Do you plan what a photo will look like before you plan the shoot?

I always know in what direction I want the certain project to go. Having a vision helps a lot to have most of preparation work done before the actual shoot. When you are well prepared you feel more relaxed, and that helps to boost your creativity. There’s no strict starting point of the planning process: it can be the location that a concept is based on; it can be the model, the outfit, the color pallet, the props. Each time the options are endless and I get to choose what inspires me the most.

I truly enjoy when the models and hair&makeup artists take an active part in the creative process. I discuss the details of a shoot with everyone who is involved. We do sketches, mood boards and share our thoughts.

What is something you look for in your models?

Oh this is a good one:)  

I am always in search for new faces for my projects. If it is a particular look I am going for, then in this case I am looking for someone who would fit perfectly onto the concept I have in mind. I can even ask a person on a street if they would like to be my model! In fact, the majority of people I do the art projects with are not professional models.  

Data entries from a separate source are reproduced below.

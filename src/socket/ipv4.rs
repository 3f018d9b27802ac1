//! IPv4 socket options under their native names.

use super::{ipv4_of, set_deadlines, RawSocket, SocketFamily};
use crate::addr::Endpoint;
use crate::bpf::RawInstruction;
use crate::interface::Interface;
use crate::sys::{self, SourceOp};
use socket2::{InterfaceIndexOrAddress, SockAddr, SockRef};
use std::io;
use std::net::{Ipv4Addr, SocketAddr};
use std::time::Instant;

/// IPv4 options of a stream connection.
#[derive(Debug)]
pub struct Conn<S> {
    inner: S,
}

impl<S: RawSocket> Conn<S> {
    pub fn new(inner: S) -> Self {
        Self { inner }
    }

    fn socket(&self) -> SockRef<'_> {
        SockRef::from(&self.inner)
    }

    /// Returns the `IP_TTL` of outgoing packets.
    pub fn ttl(&self) -> io::Result<u32> {
        self.socket().ttl()
    }

    pub fn set_ttl(&self, ttl: u32) -> io::Result<()> {
        self.socket().set_ttl(ttl)
    }

    pub fn get_ref(&self) -> &S {
        &self.inner
    }

    pub fn into_inner(self) -> S {
        self.inner
    }
}

/// IPv4 options of a packet-oriented socket.
#[derive(Debug)]
pub struct PacketConn<S> {
    inner: S,
}

impl<S: RawSocket> PacketConn<S> {
    pub fn new(inner: S) -> Self {
        Self { inner }
    }

    fn socket(&self) -> SockRef<'_> {
        SockRef::from(&self.inner)
    }

    /// Drops the wrapped socket. An owned socket is closed, a borrowed one
    /// is released.
    pub fn close(self) {
        drop(self.inner);
    }

    pub fn get_ref(&self) -> &S {
        &self.inner
    }

    pub fn into_inner(self) -> S {
        self.inner
    }

    pub fn ttl(&self) -> io::Result<u32> {
        self.socket().ttl()
    }

    pub fn set_ttl(&self, ttl: u32) -> io::Result<()> {
        self.socket().set_ttl(ttl)
    }

    pub fn multicast_ttl(&self) -> io::Result<u32> {
        self.socket().multicast_ttl_v4()
    }

    pub fn set_multicast_ttl(&self, ttl: u32) -> io::Result<()> {
        self.socket().set_multicast_ttl_v4(ttl)
    }

    /// Returns the outgoing multicast interface, `None` when the kernel
    /// chooses.
    ///
    /// The kernel reports the interface by address (by index in `0.0.0.x`
    /// form on Windows), so an interface without any IPv4 address reads
    /// back as `None`.
    pub fn multicast_interface(&self) -> io::Result<Option<Interface>> {
        let addr = self.socket().multicast_if_v4()?;
        if addr.is_unspecified() {
            return Ok(None);
        }
        if addr.octets()[0] == 0 {
            return Ok(Interface::by_index(u32::from(addr)));
        }
        Ok(Interface::by_ipv4(addr))
    }

    /// Selects the outgoing multicast interface by index, `None` resets it
    /// to the kernel's choice.
    pub fn set_multicast_interface(&self, ifi: Option<&Interface>) -> io::Result<()> {
        let addr = match ifi {
            Some(ifi) if !ifi.ipv4.is_empty() => ifi.ipv4_addr(),
            Some(ifi) => Interface::by_index(ifi.index)
                .map_or(Ipv4Addr::UNSPECIFIED, |found| found.ipv4_addr()),
            None => Ipv4Addr::UNSPECIFIED,
        };
        sys::set_multicast_if_v4(&self.socket(), interface_index(ifi), addr)
    }

    pub fn multicast_loopback(&self) -> io::Result<bool> {
        self.socket().multicast_loop_v4()
    }

    pub fn set_multicast_loopback(&self, on: bool) -> io::Result<()> {
        self.socket().set_multicast_loop_v4(on)
    }

    /// Joins `group` on `ifi`, or on the interface the kernel picks.
    pub fn join_group(&self, ifi: Option<&Interface>, group: &Endpoint) -> io::Result<()> {
        let group = ipv4_of(group)?;
        self.socket().join_multicast_v4_n(&group, &membership(ifi))
    }

    pub fn leave_group(&self, ifi: Option<&Interface>, group: &Endpoint) -> io::Result<()> {
        let group = ipv4_of(group)?;
        self.socket().leave_multicast_v4_n(&group, &membership(ifi))
    }

    pub fn join_source_specific_group(
        &self,
        ifi: Option<&Interface>,
        group: &Endpoint,
        source: &Endpoint,
    ) -> io::Result<()> {
        self.source_group(SourceOp::Join, ifi, group, source)
    }

    pub fn leave_source_specific_group(
        &self,
        ifi: Option<&Interface>,
        group: &Endpoint,
        source: &Endpoint,
    ) -> io::Result<()> {
        self.source_group(SourceOp::Leave, ifi, group, source)
    }

    /// Re-admits `source` after [`exclude_source_specific_group`](Self::exclude_source_specific_group).
    pub fn include_source_specific_group(
        &self,
        ifi: Option<&Interface>,
        group: &Endpoint,
        source: &Endpoint,
    ) -> io::Result<()> {
        self.source_group(SourceOp::Unblock, ifi, group, source)
    }

    /// Blocks `source` in an any-source membership of `group`.
    pub fn exclude_source_specific_group(
        &self,
        ifi: Option<&Interface>,
        group: &Endpoint,
        source: &Endpoint,
    ) -> io::Result<()> {
        self.source_group(SourceOp::Block, ifi, group, source)
    }

    fn source_group(
        &self,
        op: SourceOp,
        ifi: Option<&Interface>,
        group: &Endpoint,
        source: &Endpoint,
    ) -> io::Result<()> {
        let group = sock_addr(ipv4_of(group)?);
        let source = sock_addr(ipv4_of(source)?);
        sys::source_group(
            &self.socket(),
            SocketFamily::Ipv4,
            op,
            interface_index(ifi),
            &group,
            &source,
        )
    }

    /// Attaches a classic BPF program to the socket.
    pub fn set_bpf(&self, filter: &[RawInstruction]) -> io::Result<()> {
        sys::attach_filter(&self.socket(), filter)
    }

    pub fn set_deadline(&self, deadline: Option<Instant>) -> io::Result<()> {
        set_deadlines(&self.socket(), Some(deadline), Some(deadline))
    }

    pub fn set_read_deadline(&self, deadline: Option<Instant>) -> io::Result<()> {
        set_deadlines(&self.socket(), Some(deadline), None)
    }

    pub fn set_write_deadline(&self, deadline: Option<Instant>) -> io::Result<()> {
        set_deadlines(&self.socket(), None, Some(deadline))
    }
}

fn interface_index(ifi: Option<&Interface>) -> u32 {
    ifi.map_or(0, |ifi| ifi.index)
}

/// Interface selector for group membership: the index where `ip_mreqn`
/// is available, the first IPv4 address elsewhere.
#[cfg(any(target_os = "linux", target_os = "android", target_os = "windows"))]
fn membership(ifi: Option<&Interface>) -> InterfaceIndexOrAddress {
    InterfaceIndexOrAddress::Index(interface_index(ifi))
}

#[cfg(not(any(target_os = "linux", target_os = "android", target_os = "windows")))]
fn membership(ifi: Option<&Interface>) -> InterfaceIndexOrAddress {
    InterfaceIndexOrAddress::Address(ifi.map_or(Ipv4Addr::UNSPECIFIED, Interface::ipv4_addr))
}

fn sock_addr(ip: Ipv4Addr) -> SockAddr {
    SockAddr::from(SocketAddr::from((ip, 0)))
}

Sometimes there is no concept yet, and I am simply looking for a muse. In this case I open all my social media resources and start the search. I get quite a lot of messages/emails from people who would like to work together and I am very grateful for that. However, the moment someone says “I have a big white fluffy dog/snake/big ladder/huge truck/collection of wigs that we could use…” my attention immediately goes to that person! When I see that someone is willing to contribute, to be a part of the process or simply has a desire to create – I usually can not resist! I guess that is what I am looking for in my models.

Color seems very important to your images, is that something you are conscious of when editing them?

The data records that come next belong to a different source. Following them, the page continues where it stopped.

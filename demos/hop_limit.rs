use ipany::{resolve, Endpoint, PacketConn};
use std::net::UdpSocket;

fn main() {
    // IPv4 socket
    let bind = "0.0.0.0:0";
    // IPv6 socket
    //let bind = "[::]:0";
    let sock = UdpSocket::bind(bind).unwrap();
    let conn = PacketConn::new(&sock);
    println!("Family: {:?}", conn.family());

    conn.set_hop_limit(2).unwrap();
    println!("Hop limit: {}", conn.hop_limit().unwrap());

    // mDNS group of the socket's family
    let group: Endpoint = if conn.as_v4().is_some() {
        resolve("ip4", "224.0.0.251").unwrap()
    } else {
        resolve("ip6", "ff02::fb").unwrap()
    };
    match conn.join_group(None, &group) {
        Ok(_) => println!("Joined {}", group),
        Err(e) => println!("Join {} failed: {}", group, e),
    }
    println!("Multicast loopback: {:?}", conn.multicast_loopback());
}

For me it all comes naturally. I know that the color has the power to create different mood for images: it can make you feel happy, or calm, or sad. It can be used to show the contrast between the objects, or harmonize them and bring together. However, I never think of it from a technical perspective. I want the image to look certain way, and to give certain feelings to people who see it, so I make sure it represents my vision. It`s a very intuitive process to find a right color scheme, and it begins at the stage of planning the shoot.   I can find a beautiful color combination at a very unexpected place, and then use it later for a project. It can be anything – a reflection on a wet pavement, a colorful bird, flowers, paintings… Few days ago I was at a fabric store and noticed that three different fabrics were randomly put together on a sale shelf. They matched so well, that I took a photo of them and guess what, it’s in my “inspiration folder” now;)

Model: Ciara Fitzgerald
Photo: Tatiana Dorokhova

Do you use a lot of photoshop after the fact?

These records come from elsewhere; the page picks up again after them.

pub mod ipv4;
pub mod ipv6;

use crate::addr::{self, Endpoint};
use socket2::{SockRef, Type};
use std::io;
use std::net::{IpAddr, Ipv4Addr, Ipv6Addr};
use std::time::{Duration, Instant};

/// Anything that owns or borrows an OS socket handle.
///
/// Implemented for std, socket2 and tokio sockets as well as references to
/// them, so a facade may either own its connection or borrow it.
#[cfg(unix)]
pub trait RawSocket: std::os::fd::AsFd {}
#[cfg(unix)]
impl<T: std::os::fd::AsFd> RawSocket for T {}

/// Anything that owns or borrows an OS socket handle.
///
/// Implemented for std, socket2 and tokio sockets as well as references to
/// them, so a facade may either own its connection or borrow it.
#[cfg(windows)]
pub trait RawSocket: std::os::windows::io::AsSocket {}
#[cfg(windows)]
impl<T: std::os::windows::io::AsSocket> RawSocket for T {}

#[derive(Debug, Clone, Copy, PartialEq, Eq, Hash)]
pub enum SocketFamily {
    Ipv4,
    Ipv6,
}

impl SocketFamily {
    /// IPv4-mapped IPv6 addresses count as IPv4.
    pub fn from_ip(ip: &IpAddr) -> Self {
        if addr::to4(*ip).is_some() {
            SocketFamily::Ipv4
        } else {
            SocketFamily::Ipv6
        }
    }

    /// Absent or non-IP endpoints count as IPv6.
    pub fn from_endpoint(endpoint: Option<&Endpoint>) -> Self {
        if addr::is_v4(endpoint) {
            SocketFamily::Ipv4
        } else {
            SocketFamily::Ipv6
        }
    }

    pub fn is_v4(&self) -> bool {
        matches!(self, SocketFamily::Ipv4)
    }
}

/// Returns the local endpoint of `socket`, or `None` if the OS does not
/// report one.
pub fn local_endpoint<S: RawSocket>(socket: &S) -> Option<Endpoint> {
    let sock = SockRef::from(socket);
    let local = match sock.local_addr() {
        Ok(local) => local,
        Err(e) => {
            log::trace!("local address unavailable: {}", e);
            return None;
        }
    };
    let ty = sock.r#type().unwrap_or(Type::RAW);
    Some(Endpoint::from_sock_addr(&local, ty))
}

pub(crate) fn missing_address() -> io::Error {
    io::Error::new(io::ErrorKind::InvalidInput, "missing address")
}

pub(crate) fn ipv4_of(endpoint: &Endpoint) -> io::Result<Ipv4Addr> {
    let ip = endpoint.ip().ok_or_else(missing_address)?;
    addr::to4(ip).ok_or_else(|| {
        io::Error::new(
            io::ErrorKind::InvalidInput,
            format!("{} is not an IPv4 address", endpoint),
        )
    })
}

pub(crate) fn ipv6_of(endpoint: &Endpoint) -> io::Result<Ipv6Addr> {
    match endpoint.ip().ok_or_else(missing_address)? {
        IpAddr::V6(ip) if ip.to_ipv4_mapped().is_none() => Ok(ip),
        _ => Err(io::Error::new(
            io::ErrorKind::InvalidInput,
            format!("{} is not an IPv6 address", endpoint),
        )),
    }
}

/// Converts a deadline into the socket timeout remaining until it.
///
/// A deadline already in the past maps to the shortest timeout the
/// platform honours, since a zero timeout means "block forever".
pub(crate) fn timeout_until(deadline: Option<Instant>) -> Option<Duration> {
    deadline.map(|at| {
        at.saturating_duration_since(Instant::now())
            .max(Duration::from_millis(1))
    })
}

pub(crate) fn set_deadlines(
    sock: &SockRef<'_>,
    read: Option<Option<Instant>>,
    write: Option<Option<Instant>>,
) -> io::Result<()> {
    if let Some(deadline) = read {
        sock.set_read_timeout(timeout_until(deadline))?;
    }
    if let Some(deadline) = write {
        sock.set_write_timeout(timeout_until(deadline))?;
    }
    Ok(())
}

#[cfg(test)]
mod tests {
    use super::*;
    use std::net::UdpSocket;

    #[test]
    fn family_from_mapped_ip() {
        let ip: IpAddr = "::ffff:10.1.2.3".parse().unwrap();
        assert_eq!(SocketFamily::from_ip(&ip), SocketFamily::Ipv4);
        let ip: IpAddr = "::1".parse().unwrap();
        assert_eq!(SocketFamily::from_ip(&ip), SocketFamily::Ipv6);
        assert_eq!(SocketFamily::from_endpoint(None), SocketFamily::Ipv6);
    }

    #[test]
    fn local_endpoint_of_udp_socket() {
        let sock = UdpSocket::bind("127.0.0.1:0").unwrap();
        let local = sock.local_addr().unwrap();
        assert_eq!(local_endpoint(&sock), Some(Endpoint::Udp(local)));
    }

    #[test]
    fn group_address_checks() {
        let v4: Endpoint = Ipv4Addr::new(224, 0, 0, 251).into();
        let mapped: Endpoint = "::ffff:224.0.0.251".parse::<IpAddr>().unwrap().into();
        let v6: Endpoint = "ff02::fb".parse::<IpAddr>().unwrap().into();
        let none = Endpoint::Unknown { family: 1 };

        assert_eq!(ipv4_of(&v4).unwrap(), Ipv4Addr::new(224, 0, 0, 251));
        assert_eq!(ipv4_of(&mapped).unwrap(), Ipv4Addr::new(224, 0, 0, 251));
        assert_eq!(ipv4_of(&v6).unwrap_err().kind(), io::ErrorKind::InvalidInput);
        assert_eq!(ipv6_of(&mapped).unwrap_err().kind(), io::ErrorKind::InvalidInput);
        assert_eq!(ipv6_of(&none).unwrap_err().to_string(), "missing address");
    }

    #[test]
    fn past_deadline_is_not_infinite() {
        let past = Instant::now() - Duration::from_secs(1);
        assert_eq!(timeout_until(Some(past)), Some(Duration::from_millis(1)));
        assert_eq!(timeout_until(None), None);
        let soon = timeout_until(Some(Instant::now() + Duration::from_secs(10))).unwrap();
        assert!(soon > Duration::from_secs(9));
    }
}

Photo editing is an amazing tool, if you know what you want from it. It provides you with yet another opportunity to express your vision. Sometimes I use it to make light corrections, sometimes I use it to create different worlds;)

Drawing, changing the mood of the entire photo by stylizing it, turning summer into winter, adding different effects – all that is a part of the editing process that I enjoy a lot. You can be a photographer and a painter at the same time! Isn’t that great?

Of course, not every photoshoot is a creative art project, so it really depends on what I am going for. I can improve every little detail of the photo and make it look impeccable. Attention to details brings the entire image to the next level. 

How did you get started as a photographer? Do you find this area a good place to work on photography?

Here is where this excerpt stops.